# Showing a generator based to pseudorandom function is also pseudorandom

First of all sorry for the bad title, this is an exercise I'm struggling with:
Let $F_k$ be a pseudorandom keyed function (abbreviated to PRF) with key, input and output of length $n$.
Define the following generator $G$ with expansion factor $n^2$:
1) Let $s \in (0,1)^n$ be random seed.
2) Set $x_0 = 0^n$
3) For $i=1$ to $n$, set $x_i = F_s(x_{i-1})$
4) Output $x_1 \cdot x_2 \cdot ...\cdot x_n$
I need to show that $G$ is pseudorandom generator (PRG).

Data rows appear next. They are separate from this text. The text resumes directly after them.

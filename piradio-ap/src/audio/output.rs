//! Audio output using cpal
//!
//! [`AudioSink`] is the seam the player writes PCM into. [`CpalSink`] backs
//! it with a cpal stream fed from a lock-free ring buffer.

use crate::error::{Error, Result};
use cpal::traits::{DeviceTrait, HostTrait, StreamTrait};
use cpal::{Device, FromSample, SampleFormat, SizedSample, Stream, StreamConfig};
use ringbuf::traits::{Consumer, Observer, Producer, Split};
use ringbuf::{HeapCons, HeapProd, HeapRb};
use std::sync::atomic::{AtomicBool, Ordering};
use std::sync::Arc;
use std::time::{Duration, Instant};
use tracing::{debug, error, info, warn};

/// How long `write` sleeps while the ring buffer is full
const WRITE_BACKOFF: Duration = Duration::from_millis(5);

/// Destination for interleaved f32 PCM
///
/// Calls block; run them off the async executor.
pub trait AudioSink {
    /// (Re)open the output for the given format
    fn configure(&mut self, sample_rate: u32, channels: u16) -> Result<()>;

    /// Write interleaved samples, returning the number of frames accepted
    fn write(&mut self, samples: &[f32]) -> Result<usize>;

    /// Wait until everything written has been played
    fn drain(&mut self) -> Result<()> {
        Ok(())
    }

    /// Release the device
    fn close(&mut self) -> Result<()> {
        Ok(())
    }
}

struct ActiveStream {
    // Held for its Drop; audio stops when this goes away
    _stream: Stream,
    producer: HeapProd<f32>,
    channels: u16,
    sample_rate: u32,
}

/// cpal-backed [`AudioSink`]
pub struct CpalSink {
    device: Device,
    buffer_secs: u32,
    active: Option<ActiveStream>,
    /// Set by the stream's error callback
    error_flag: Arc<AtomicBool>,
}

impl CpalSink {
    /// Open an output device
    ///
    /// # Arguments
    /// - `device_name`: Optional device name (None = default device)
    /// - `buffer_secs`: Ring buffer length in seconds of audio
    ///
    /// A named device that cannot be found falls back to the default device.
    pub fn new(device_name: Option<&str>, buffer_secs: u32) -> Result<Self> {
        let host = cpal::default_host();

        let device = match device_name {
            Some(name) => {
                let mut devices = host
                    .output_devices()
                    .map_err(|e| Error::Sink(format!("Failed to enumerate devices: {}", e)))?;

                match devices.find(|d| d.name().ok().as_deref() == Some(name)) {
                    Some(dev) => {
                        info!("Found requested audio device: {}", name);
                        dev
                    }
                    None => {
                        warn!("Requested device '{}' not found, falling back to default device", name);
                        host.default_output_device().ok_or_else(|| {
                            Error::Sink(format!(
                                "Device '{}' not found and no default device available",
                                name
                            ))
                        })?
                    }
                }
            }
            None => host
                .default_output_device()
                .ok_or_else(|| Error::Sink("No default output device found".to_string()))?,
        };

        info!(
            "Using audio device: {}",
            device.name().unwrap_or_else(|_| "Unknown".to_string())
        );

        Ok(Self {
            device,
            buffer_secs: buffer_secs.max(1),
            active: None,
            error_flag: Arc::new(AtomicBool::new(false)),
        })
    }

    /// Find a device config with exactly this rate and channel count
    fn find_config(&self, sample_rate: u32, channels: u16) -> Result<(StreamConfig, SampleFormat)> {
        let configs = self
            .device
            .supported_output_configs()
            .map_err(|e| Error::Sink(format!("Failed to get device configs: {}", e)))?;

        let candidates: Vec<_> = configs
            .filter(|c| {
                c.channels() == channels
                    && c.min_sample_rate().0 <= sample_rate
                    && c.max_sample_rate().0 >= sample_rate
            })
            .collect();

        // Prefer f32, then whatever integer format the device offers
        let chosen = [SampleFormat::F32, SampleFormat::I16, SampleFormat::U16]
            .iter()
            .find_map(|format| candidates.iter().find(|c| c.sample_format() == *format))
            .ok_or_else(|| {
                Error::Sink(format!(
                    "Device does not support {} Hz with {} channels",
                    sample_rate, channels
                ))
            })?;

        let sample_format = chosen.sample_format();
        let config = chosen
            .clone()
            .with_sample_rate(cpal::SampleRate(sample_rate))
            .config();
        Ok((config, sample_format))
    }

    fn build_stream<T>(&self, config: &StreamConfig, mut consumer: HeapCons<f32>) -> Result<Stream>
    where
        T: SizedSample + FromSample<f32>,
    {
        let error_flag = Arc::clone(&self.error_flag);

        self.device
            .build_output_stream(
                config,
                move |data: &mut [T], _: &cpal::OutputCallbackInfo| {
                    for sample in data.iter_mut() {
                        *sample = match consumer.try_pop() {
                            Some(value) => T::from_sample(value.clamp(-1.0, 1.0)),
                            None => T::EQUILIBRIUM,
                        };
                    }
                },
                move |err| {
                    error!("Audio stream error: {}", err);
                    error_flag.store(true, Ordering::SeqCst);
                },
                None,
            )
            .map_err(|e| Error::Sink(format!("Failed to build stream: {}", e)))
    }

    fn check_stream(&self) -> Result<()> {
        if self.error_flag.load(Ordering::SeqCst) {
            return Err(Error::Sink("Audio stream reported an error".to_string()));
        }
        Ok(())
    }
}

impl AudioSink for CpalSink {
    fn configure(&mut self, sample_rate: u32, channels: u16) -> Result<()> {
        if let Some(active) = &self.active {
            if active.sample_rate == sample_rate && active.channels == channels {
                return Ok(());
            }
            // Let queued audio finish in the old format before switching
            self.drain()?;
        }
        self.active = None;
        self.error_flag.store(false, Ordering::SeqCst);

        let (config, sample_format) = self.find_config(sample_rate, channels)?;
        let capacity = sample_rate as usize * channels as usize * self.buffer_secs as usize;
        let (producer, consumer) = HeapRb::<f32>::new(capacity).split();
        debug!(capacity, "Ring buffer allocated");

        let stream = match sample_format {
            SampleFormat::F32 => self.build_stream::<f32>(&config, consumer)?,
            SampleFormat::I16 => self.build_stream::<i16>(&config, consumer)?,
            SampleFormat::U16 => self.build_stream::<u16>(&config, consumer)?,
            other => {
                return Err(Error::Sink(format!("Unsupported sample format: {:?}", other)));
            }
        };

        stream
            .play()
            .map_err(|e| Error::Sink(format!("Failed to start stream: {}", e)))?;

        info!(
            sample_rate,
            channels,
            format = ?sample_format,
            "Audio output configured"
        );
        self.active = Some(ActiveStream {
            _stream: stream,
            producer,
            channels,
            sample_rate,
        });
        Ok(())
    }

    fn write(&mut self, samples: &[f32]) -> Result<usize> {
        self.check_stream()?;
        let active = self
            .active
            .as_mut()
            .ok_or_else(|| Error::Sink("Audio output is not configured".to_string()))?;

        let mut offset = 0;
        while offset < samples.len() {
            let pushed = active.producer.push_slice(&samples[offset..]);
            offset += pushed;
            if pushed == 0 {
                if self.error_flag.load(Ordering::SeqCst) {
                    return Err(Error::Sink("Audio stream reported an error".to_string()));
                }
                std::thread::sleep(WRITE_BACKOFF);
            }
        }

        Ok(samples.len() / active.channels as usize)
    }

    fn drain(&mut self) -> Result<()> {
        let Some(active) = self.active.as_ref() else {
            return Ok(());
        };

        // Twice the buffer length is plenty for a healthy device
        let deadline = Instant::now() + Duration::from_secs(self.buffer_secs as u64 * 2);
        while !active.producer.is_empty() {
            self.check_stream()?;
            if Instant::now() >= deadline {
                warn!("Timed out waiting for audio output to drain");
                break;
            }
            std::thread::sleep(WRITE_BACKOFF);
        }
        Ok(())
    }

    fn close(&mut self) -> Result<()> {
        if self.active.take().is_some() {
            info!("Audio output closed");
        }
        Ok(())
    }
}
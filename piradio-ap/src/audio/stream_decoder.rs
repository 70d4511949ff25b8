//! Streaming MP3 decoder
//!
//! Push side: [`StreamFeeder::feed`] hands over bytes as they arrive from
//! the network. Pull side: [`StreamingDecoder::next_event`] blocks until a
//! frame can be decoded and reports the stream format whenever it is first
//! discovered or changes.
//!
//! The two halves talk over a bounded crossbeam channel, so the feeder can
//! live on an async task while decoding runs on a blocking thread. A full
//! channel makes the feeder wait, which in turn stops reading the network.

use crate::audio::types::append_interleaved;
use crate::error::{Error, Result};
use bytes::{Buf, Bytes};
use crossbeam_channel::{Receiver, Sender};
use std::io::Read;
use symphonia::core::codecs::{Decoder, DecoderOptions, CODEC_TYPE_NULL};
use symphonia::core::errors::Error as SymphoniaError;
use symphonia::core::formats::{FormatOptions, FormatReader};
use symphonia::core::io::{MediaSourceStream, ReadOnlySource};
use symphonia::core::meta::MetadataOptions;
use symphonia::core::probe::Hint;
use tracing::{debug, info, warn};

/// Chunks queued between the network and the decoder
pub const FEED_CAPACITY: usize = 64;

/// Decoded output of the stream
#[derive(Debug, Clone, PartialEq)]
pub enum StreamEvent {
    /// Format discovered or changed; precedes the frames it describes
    Format { sample_rate: u32, channels: u16 },
    /// Interleaved f32 samples in the last reported format
    Frames(Vec<f32>),
}

/// Push half
#[derive(Clone)]
pub struct StreamFeeder {
    sender: Sender<Bytes>,
}

impl StreamFeeder {
    /// Queue bytes for decoding
    ///
    /// Blocks while [`FEED_CAPACITY`] chunks are waiting. Fails once the
    /// decoder has been dropped, including while blocked.
    pub fn feed(&self, bytes: Bytes) -> Result<()> {
        self.sender
            .send(bytes)
            .map_err(|_| Error::Decode("Streaming decoder has shut down".to_string()))
    }
}

/// Blocking `Read` over the feed channel; EOF once every feeder is gone
struct ChannelReader {
    receiver: Receiver<Bytes>,
    current: Bytes,
}

impl ChannelReader {
    /// Wait for unread bytes; false once the feed is closed and drained
    fn fill(&mut self) -> bool {
        while !self.current.has_remaining() {
            match self.receiver.recv() {
                Ok(bytes) => self.current = bytes,
                Err(_) => return false,
            }
        }
        true
    }
}

impl Read for ChannelReader {
    fn read(&mut self, buf: &mut [u8]) -> std::io::Result<usize> {
        if buf.is_empty() || !self.fill() {
            return Ok(0);
        }
        let n = buf.len().min(self.current.remaining());
        self.current.copy_to_slice(&mut buf[..n]);
        Ok(n)
    }
}

struct DecodeState {
    format: Box<dyn FormatReader>,
    decoder: Box<dyn Decoder>,
    track_id: u32,
}

/// Pull half
pub struct StreamingDecoder {
    source: Option<ChannelReader>,
    state: Option<DecodeState>,
    format: Option<(u32, u16)>,
    pending: Option<Vec<f32>>,
}

/// Create a connected feeder/decoder pair
pub fn streaming_decoder() -> (StreamFeeder, StreamingDecoder) {
    let (sender, receiver) = crossbeam_channel::bounded(FEED_CAPACITY);
    let decoder = StreamingDecoder {
        source: Some(ChannelReader {
            receiver,
            current: Bytes::new(),
        }),
        state: None,
        format: None,
        pending: None,
    };
    (StreamFeeder { sender }, decoder)
}

impl StreamingDecoder {
    /// Probe the stream once enough bytes have arrived
    ///
    /// Returns false when the feed ended before anything could be probed.
    fn open(&mut self) -> Result<bool> {
        let Some(mut source) = self.source.take() else {
            return Ok(false);
        };
        if !source.fill() {
            debug!("Stream closed before any data arrived");
            return Ok(false);
        }

        let mss = MediaSourceStream::new(Box::new(ReadOnlySource::new(source)), Default::default());
        let mut hint = Hint::new();
        hint.with_extension("mp3");

        let probed = match symphonia::default::get_probe().format(
            &hint,
            mss,
            &FormatOptions::default(),
            &MetadataOptions::default(),
        ) {
            Ok(probed) => probed,
            Err(SymphoniaError::IoError(ref e)) if e.kind() == std::io::ErrorKind::UnexpectedEof => {
                debug!("Stream ended before it could be probed");
                return Ok(false);
            }
            Err(e) => return Err(Error::Decode(format!("Failed to probe stream: {}", e))),
        };

        let format = probed.format;
        let track = format
            .tracks()
            .iter()
            .find(|t| t.codec_params.codec != CODEC_TYPE_NULL)
            .ok_or_else(|| Error::Decode("No audio track in stream".to_string()))?;
        let track_id = track.id;
        let decoder = symphonia::default::get_codecs()
            .make(&track.codec_params, &DecoderOptions::default())
            .map_err(|e| Error::Decode(format!("Failed to create decoder: {}", e)))?;

        info!("Streaming decoder ready (track {})", track_id);
        self.state = Some(DecodeState {
            format,
            decoder,
            track_id,
        });
        Ok(true)
    }

    /// Next decoded event, or None at end of stream
    ///
    /// Blocks while waiting for more bytes.
    pub fn next_event(&mut self) -> Result<Option<StreamEvent>> {
        if let Some(frames) = self.pending.take() {
            return Ok(Some(StreamEvent::Frames(frames)));
        }
        if self.state.is_none() && !self.open()? {
            return Ok(None);
        }
        let Some(state) = self.state.as_mut() else {
            return Ok(None);
        };

        loop {
            let packet = match state.format.next_packet() {
                Ok(packet) => packet,
                Err(SymphoniaError::IoError(ref e))
                    if e.kind() == std::io::ErrorKind::UnexpectedEof =>
                {
                    debug!("End of stream");
                    return Ok(None);
                }
                Err(SymphoniaError::ResetRequired) => {
                    state.decoder.reset();
                    continue;
                }
                Err(e) => return Err(Error::Decode(format!("Stream read failed: {}", e))),
            };

            if packet.track_id() != state.track_id {
                continue;
            }

            match state.decoder.decode(&packet) {
                Ok(decoded) => {
                    let mut samples = Vec::new();
                    let spec = append_interleaved(decoded, &mut samples);
                    if samples.is_empty() {
                        continue;
                    }

                    let format = (spec.rate, spec.channels.count() as u16);
                    if self.format != Some(format) {
                        self.format = Some(format);
                        self.pending = Some(samples);
                        return Ok(Some(StreamEvent::Format {
                            sample_rate: format.0,
                            channels: format.1,
                        }));
                    }
                    return Ok(Some(StreamEvent::Frames(samples)));
                }
                Err(SymphoniaError::DecodeError(e)) => {
                    warn!("Skipping undecodable frame: {}", e);
                }
                Err(e) => return Err(Error::Decode(format!("Decoder failed: {}", e))),
            }
        }
    }
}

The reduction is pretty obvious, I build a distinguisher $D_F$ for $F$ by using a distinguisher $D_G$ for $G$ in the following way:
Given oracle access $O(.)$ to some function, $D_F$ queries the oracle to compute $X=x_1 \cdot x_2 \cdot ...\cdot x_n$ as defined above, gives it to $D_G$, and returns whatever $D_G$ returns.
A hint is given, and says that in the analysis one should take into account the possibilty that $f(x_i)=f(x_j), i \neq j$ where $f$ is a truly random function.
Why is that matters? If the aforementioned event occurs, does it causes $X$ not to be a truly random string for $D_G$?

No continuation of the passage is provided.